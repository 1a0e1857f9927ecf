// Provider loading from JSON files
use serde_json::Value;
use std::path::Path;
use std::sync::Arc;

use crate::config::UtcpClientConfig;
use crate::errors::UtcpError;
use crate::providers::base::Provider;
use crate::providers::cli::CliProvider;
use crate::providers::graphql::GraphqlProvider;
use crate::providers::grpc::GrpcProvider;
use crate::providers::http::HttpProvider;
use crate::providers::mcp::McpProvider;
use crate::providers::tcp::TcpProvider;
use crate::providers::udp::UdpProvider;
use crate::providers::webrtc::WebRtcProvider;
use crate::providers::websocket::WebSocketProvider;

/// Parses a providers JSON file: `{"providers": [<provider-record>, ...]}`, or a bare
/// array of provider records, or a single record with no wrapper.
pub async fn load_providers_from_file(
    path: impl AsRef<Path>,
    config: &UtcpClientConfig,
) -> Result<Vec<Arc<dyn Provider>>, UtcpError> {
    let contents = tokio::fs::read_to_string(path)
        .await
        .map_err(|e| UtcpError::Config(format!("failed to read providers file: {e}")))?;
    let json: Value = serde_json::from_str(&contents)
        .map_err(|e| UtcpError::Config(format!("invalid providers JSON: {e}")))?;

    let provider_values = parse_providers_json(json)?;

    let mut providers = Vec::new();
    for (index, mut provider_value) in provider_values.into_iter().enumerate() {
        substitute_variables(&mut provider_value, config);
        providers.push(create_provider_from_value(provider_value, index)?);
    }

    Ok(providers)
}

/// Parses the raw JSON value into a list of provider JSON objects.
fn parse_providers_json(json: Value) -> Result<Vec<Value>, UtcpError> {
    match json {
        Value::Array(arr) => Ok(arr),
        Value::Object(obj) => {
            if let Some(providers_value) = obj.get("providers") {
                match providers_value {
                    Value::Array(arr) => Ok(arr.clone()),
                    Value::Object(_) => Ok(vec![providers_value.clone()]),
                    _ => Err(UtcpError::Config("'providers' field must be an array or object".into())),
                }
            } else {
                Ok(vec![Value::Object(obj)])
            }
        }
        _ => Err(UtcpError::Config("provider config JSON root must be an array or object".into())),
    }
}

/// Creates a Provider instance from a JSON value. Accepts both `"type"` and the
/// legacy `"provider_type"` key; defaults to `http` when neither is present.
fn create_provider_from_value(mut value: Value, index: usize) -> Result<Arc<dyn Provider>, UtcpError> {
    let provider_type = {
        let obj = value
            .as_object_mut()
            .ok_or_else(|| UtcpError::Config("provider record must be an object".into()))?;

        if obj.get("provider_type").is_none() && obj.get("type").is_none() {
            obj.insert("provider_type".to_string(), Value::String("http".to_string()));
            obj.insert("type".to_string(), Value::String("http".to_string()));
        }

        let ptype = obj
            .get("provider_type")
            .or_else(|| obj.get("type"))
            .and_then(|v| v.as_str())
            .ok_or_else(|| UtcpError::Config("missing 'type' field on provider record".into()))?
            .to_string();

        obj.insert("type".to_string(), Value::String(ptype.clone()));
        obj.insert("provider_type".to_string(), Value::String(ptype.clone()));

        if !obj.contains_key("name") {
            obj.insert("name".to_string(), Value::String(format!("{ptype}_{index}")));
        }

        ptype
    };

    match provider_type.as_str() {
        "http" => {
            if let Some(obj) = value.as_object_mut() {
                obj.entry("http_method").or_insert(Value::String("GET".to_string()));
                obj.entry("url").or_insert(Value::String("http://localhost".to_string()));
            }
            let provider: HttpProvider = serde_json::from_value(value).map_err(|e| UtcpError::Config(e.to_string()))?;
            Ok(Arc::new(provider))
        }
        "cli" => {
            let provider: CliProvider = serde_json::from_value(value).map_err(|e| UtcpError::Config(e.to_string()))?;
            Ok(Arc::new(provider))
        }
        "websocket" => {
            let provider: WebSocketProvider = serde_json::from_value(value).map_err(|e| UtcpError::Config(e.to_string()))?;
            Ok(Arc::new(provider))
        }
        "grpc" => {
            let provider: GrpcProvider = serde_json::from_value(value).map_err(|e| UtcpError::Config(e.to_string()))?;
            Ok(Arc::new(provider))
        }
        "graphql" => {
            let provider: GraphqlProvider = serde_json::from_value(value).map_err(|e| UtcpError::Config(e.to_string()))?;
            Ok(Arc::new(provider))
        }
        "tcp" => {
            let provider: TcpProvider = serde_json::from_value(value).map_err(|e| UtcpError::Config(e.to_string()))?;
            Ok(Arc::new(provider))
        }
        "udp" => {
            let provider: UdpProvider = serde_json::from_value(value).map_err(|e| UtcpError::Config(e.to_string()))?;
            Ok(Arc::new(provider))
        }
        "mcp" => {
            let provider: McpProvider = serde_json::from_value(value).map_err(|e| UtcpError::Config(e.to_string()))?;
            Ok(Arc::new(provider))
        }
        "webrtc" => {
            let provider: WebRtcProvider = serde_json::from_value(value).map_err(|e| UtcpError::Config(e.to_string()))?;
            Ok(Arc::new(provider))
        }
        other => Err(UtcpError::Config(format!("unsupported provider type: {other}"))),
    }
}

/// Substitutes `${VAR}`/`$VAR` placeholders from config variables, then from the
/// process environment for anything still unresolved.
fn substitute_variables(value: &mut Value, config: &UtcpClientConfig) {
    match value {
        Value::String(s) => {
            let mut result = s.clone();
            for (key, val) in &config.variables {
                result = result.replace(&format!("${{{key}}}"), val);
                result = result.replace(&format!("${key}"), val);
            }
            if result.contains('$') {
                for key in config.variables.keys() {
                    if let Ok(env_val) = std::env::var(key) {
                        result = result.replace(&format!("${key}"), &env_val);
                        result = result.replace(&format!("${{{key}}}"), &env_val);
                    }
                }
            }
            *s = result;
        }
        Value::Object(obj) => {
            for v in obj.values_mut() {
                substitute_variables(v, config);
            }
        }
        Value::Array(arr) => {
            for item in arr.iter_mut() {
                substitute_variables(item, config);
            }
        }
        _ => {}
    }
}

============================================================

Exactly as they stand, set down the lines from the top of the data through the line with "to read providers".

#### EXPECTED ANSWER
repository 1a0e1857f9927ecf
// Provider loading from JSON files
use serde_json::Value;
use std::path::Path;
use std::sync::Arc;

use crate::config::UtcpClientConfig;
use crate::errors::UtcpError;
use crate::providers::base::Provider;
use crate::providers::cli::CliProvider;
use crate::providers::graphql::GraphqlProvider;
use crate::providers::grpc::GrpcProvider;
use crate::providers::http::HttpProvider;
use crate::providers::mcp::McpProvider;
use crate::providers::tcp::TcpProvider;
use crate::providers::udp::UdpProvider;
use crate::providers::webrtc::WebRtcProvider;
use crate::providers::websocket::WebSocketProvider;

/// Parses a providers JSON file: `{"providers": [<provider-record>, ...]}`, or a bare
/// array of provider records, or a single record with no wrapper.
pub async fn load_providers_from_file(
    path: impl AsRef<Path>,
    config: &UtcpClientConfig,
) -> Result<Vec<Arc<dyn Provider>>, UtcpError> {
    let contents = tokio::fs::read_to_string(path)
        .await
        .map_err(|e| UtcpError::Config(format!("failed to read providers file: {e}")))?;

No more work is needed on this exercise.